Because of the heat exhaustion, Patrick will be susceptible to heat in the future, she says.

Patrick, who was on the varsity team as a freshman last year, will not be playing soccer this spring, and he opted for the swim team over the winter. “Ryan and I really do like soccer, but with the coaching staff and what’s going on,” he says, they decided to forego the season.

He doesn’t want what happened to him to happen to anyone else. “I felt lucky,” says Patrick. “It could have been much worse.”

While denying that conditions were dangerous July 21, Pearman says the school will take additional precautions in the future. Certified athletic trainers will be present at summer practices and the school division’s Student Health Advisory Board will be reviewing the VHSL heat guidelines “to determine if we need to make the guidelines we follow more restrictive,” he says.

“Our primary focus is on providing our student-athletes a safe environment in which to represent Monticello High School while participating in the sports/activities they love,” he says. “Any team’s chances of winning are immaterial to that focus.”

That’s one thing about which he and Clancy can agree.

“I still have nightmares that I can’t wake my son,” she says, haunted by the thought, “What if I wasn’t home?”

Emily Clancy coached her sons’ SOCA team, which won the Virginia Soccer Festival tournament in Richmond in June 2014. Ryan is in the back row, second player from the left. Patrick is in the first row, third player from the left. Submitted photo

 


Urgent cool down

John MacKnight, medical director for sports medicine at UVA, says the symptoms of heat exhaustion—fatigue, lethargy, headache, nausea, cramping—can “absolutely” turn to heat stroke if the victim has stopped sweating, is “grossly disoriented” and loses consciousness.

If a person is no longer cognitively present—”if they can’t give facts—they’re in the heat stroke range,” he says. A rectal temperature of 104 degrees is the “catastrophic” range when one loses function because he’s too hot.

“Once you’ve lost the ability to dissipate core temperature, then the wheels really fall off the cart,” he says.

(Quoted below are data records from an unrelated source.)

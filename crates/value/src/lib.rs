// SPDX-License-Identifier: MIT
// Copyright (c) 2025 ReifyDB

//! Construction of SQL values.
//!
//! [`ValueFactory`] builds every concrete SQL type, recycles existing values
//! in place, and rebuilds typed nulls from stored format ids. It owns the two
//! pieces of process wide state values depend on: the decimal representation
//! installed at [`ValueFactory::boot`] and the database locale used to order
//! national character data.

#![cfg_attr(not(debug_assertions), deny(warnings))]

pub use builder::{ValueFactoryBuilder, ValueFactoryConfigurator};
pub use collation::{CollationProvider, LocaleFinder};
pub use config::{DecimalProfile, ValueConfig};
pub use factory::ValueFactory;
pub use locator::{HeapRowLocator, RowLocator};
pub use registry::FormatRegistry;
pub use strata_type::{Error, Result};

mod builder;
mod collation;
mod config;
mod factory;
mod locator;
mod registry;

With heat exhaustion, cooling with cold towels, shade, air conditioning, shower and drinking water or Gatorade “usually perks them up,” he says. If that doesn’t turn the person around, it’s time for more aggressive treatment, he says, and that’s why cold tubs are at sporting events.

“Time is brain, time is muscle, time is heart,” says MacKnight. And while the practice used to be to call an ambulance, MacKnight says every minute counts, and cooling should start immediately because “every minute that your body is subjected to markedly high temps has a potential for damage. The longer the time, the more the damage. Try to bring the temperature down immediately.”

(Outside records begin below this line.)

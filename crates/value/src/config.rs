// SPDX-License-Identifier: MIT
// Copyright (c) 2025 ReifyDB

use std::sync::Arc;

use serde::{Deserialize, Serialize};
use strata_type::value::decimal::{BigDecimalBackend, DecimalBackend, ScaledDecimalBackend};

/// Which decimal representation a deployment boots with
#[derive(Clone, Copy, Debug, Default, PartialEq, Eq, Serialize, Deserialize)]
#[serde(rename_all = "snake_case")]
pub enum DecimalProfile {
	/// Arbitrary precision decimals
	#[default]
	Full,
	/// Unscaled integer plus scale, for small runtimes
	Constrained,
}

impl DecimalProfile {
	pub fn backend(&self) -> Arc<dyn DecimalBackend> {
		match self {
			DecimalProfile::Full => Arc::new(BigDecimalBackend),
			DecimalProfile::Constrained => Arc::new(ScaledDecimalBackend),
		}
	}
}

#[derive(Clone, Debug, Default, PartialEq, Eq, Serialize, Deserialize)]
#[serde(default)]
pub struct ValueConfig {
	pub decimal: DecimalProfile,
	/// Database locale applied at boot, e.g. `en-US`
	pub locale: Option<String>,
}
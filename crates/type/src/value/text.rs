// SPDX-License-Identifier: MIT
// Copyright (c) 2025 ReifyDB

use std::{
	cmp::Ordering,
	fmt::{self, Display, Formatter},
};

use crate::collation::{Collator, compare_padded};

/// Character data together with the collator it is ordered by. Without a
/// collator the text orders by code point.
#[derive(Clone, Debug, Default, PartialEq)]
pub struct Text {
	value: Option<String>,
	collator: Option<Collator>,
}

impl Text {
	pub fn new(value: impl Into<String>, collator: Option<Collator>) -> Self {
		Self {
			value: Some(value.into()),
			collator,
		}
	}

	pub fn null(collator: Option<Collator>) -> Self {
		Self {
			value: None,
			collator,
		}
	}

	pub fn as_str(&self) -> Option<&str> {
		self.value.as_deref()
	}

	pub fn is_null(&self) -> bool {
		self.value.is_none()
	}

	pub fn collator(&self) -> Option<&Collator> {
		self.collator.as_ref()
	}

	pub fn set_collator(&mut self, collator: Option<Collator>) {
		self.collator = collator;
	}

	/// Overwrites the text, keeping the existing buffer when there is one.
	pub fn set(&mut self, value: &str) {
		match &mut self.value {
			Some(buffer) => {
				buffer.clear();
				buffer.push_str(value);
			}
			None => self.value = Some(value.to_string()),
		}
	}

	pub fn set_owned(&mut self, value: String) {
		self.value = Some(value);
	}

	pub fn set_null(&mut self) {
		self.value = None;
	}

	/// Orders two non null texts, using whichever collator is attached.
	/// Texts bound to different collators are unordered.
	pub fn compare(&self, other: &Self) -> Option<Ordering> {
		let (left, right) = (self.value.as_deref()?, other.value.as_deref()?);
		let collator = match (&self.collator, &other.collator) {
			(Some(l), Some(r)) if l != r => return None,
			(l, r) => l.as_ref().or(r.as_ref()),
		};
		Some(match collator {
			Some(collator) => collator.compare(left, right),
			None => compare_padded(left, right),
		})
	}

	pub fn into_string(self) -> Option<String> {
		self.value
	}
}

impl Display for Text {
	fn fmt(&self, f: &mut Formatter<'_>) -> fmt::Result {
		match &self.value {
			Some(value) => f.write_str(value),
			None => f.write_str("NULL"),
		}
	}
}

He also says that people who’ve been ill are more likely to be dehydrated from medications they’ve taken, which can “push you over the edge.” And for people with attention deficit disorder who are taking stimulants, that’s not good for training in heat and makes it harder for their bodies to get rid of heat.

“I don’t think there’s any question” that playing on artificial turf makes for hotter conditions, MacKnight says. “If the ambient temperature is 95 degrees, the field could be 125 degrees.”

Where he’s most likely to see heat exhaustion is at cross country and distance events. “Temperature doesn’t play as much a role as humidity,” he says. “With no cloud cover, kids are going to struggle.” And when it’s hot, humid and sunny, “the stars align.”

Says MacKnight, “Most of the time when people have an issue, it’s almost always a perfect storm condition.”